use serde::{Deserialize, Serialize};
use thiserror::Error;

use crate::swap::SwapHash;

/// Errors surfaced by the swap core.
#[derive(Debug, Error)]
pub enum SwapError {
    #[error("quote exceeds limit: {field} quoted at {quoted} sat, limit {limit} sat")]
    QuoteExceedsLimit {
        field: &'static str,
        quoted: u64,
        limit: u64,
    },

    #[error("protocol violation: {0}")]
    ProtocolViolation(String),

    #[error("deadline passed before the htlc reached the target depth")]
    InsufficientConfirmations,

    #[error("off-chain payment failed: {0}")]
    OffchainPaymentFailed(String),

    #[error("on-chain broadcast failed: {0}")]
    OnchainBroadcastFailed(String),

    #[error("cancel rejected: swap {0} is past the point of no return")]
    PastPointOfNoReturn(SwapHash),

    #[error("unknown swap: {0}")]
    UnknownSwap(SwapHash),

    #[error("invalid request: {0}")]
    InvalidRequest(String),

    #[error("swap server error: {0}")]
    Server(String),

    #[error("collaborator failure: {0}")]
    Collaborator(String),

    #[error("too many active swaps")]
    MaxActiveSwaps,

    #[error("too many active loop in swaps for peer")]
    PeerLimitExceeded,

    #[error("storage failed; no further swaps will be admitted")]
    Halted,

    #[error(transparent)]
    Storage(#[from] StoreError),
}

/// Terminal failure tag recorded in the swap state.
#[derive(Debug, Clone, PartialEq, Eq, Serialize, Deserialize)]
#[serde(rename_all = "snake_case")]
pub enum FailureReason {
    QuoteExceedsLimit,
    ProtocolViolation(String),
    InsufficientConfirmations,
    OffchainPaymentFailed(String),
    OnchainBroadcastFailed(String),
    UserCancelled,
}

impl std::fmt::Display for FailureReason {
    fn fmt(&self, f: &mut std::fmt::Formatter<'_>) -> std::fmt::Result {
        match self {
            FailureReason::QuoteExceedsLimit => write!(f, "quote exceeds limit"),
            FailureReason::ProtocolViolation(detail) => {
                write!(f, "protocol violation: {detail}")
            }
            FailureReason::InsufficientConfirmations => {
                write!(f, "insufficient confirmations before deadline")
            }
            FailureReason::OffchainPaymentFailed(detail) => {
                write!(f, "off-chain payment failed: {detail}")
            }
            FailureReason::OnchainBroadcastFailed(detail) => {
                write!(f, "on-chain broadcast failed: {detail}")
            }
            FailureReason::UserCancelled => write!(f, "cancelled by user"),
        }
    }
}

/// Errors from the durable swap store. Any of these is fatal to the process:
/// the supervisor refuses to advance state it cannot record.
#[derive(Debug, Error)]
pub enum StoreError {
    #[error("contract already exists for swap {0}")]
    DuplicateContract(SwapHash),

    #[error("unknown swap {0}")]
    UnknownSwap(SwapHash),

    #[error("swap {0} is terminal; event rejected")]
    Terminal(SwapHash),

    #[error("sqlite: {0}")]
    Sqlite(#[from] rusqlite::Error),

    #[error("store io: {0}")]
    Io(#[from] std::io::Error),

    #[error("encode swap record: {0}")]
    Encode(#[from] serde_json::Error),
}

::::

- **Exercise goal**
Once the lines holding the word "write" in the material above are counted, report that number by itself.

- **Solution to the problem**
6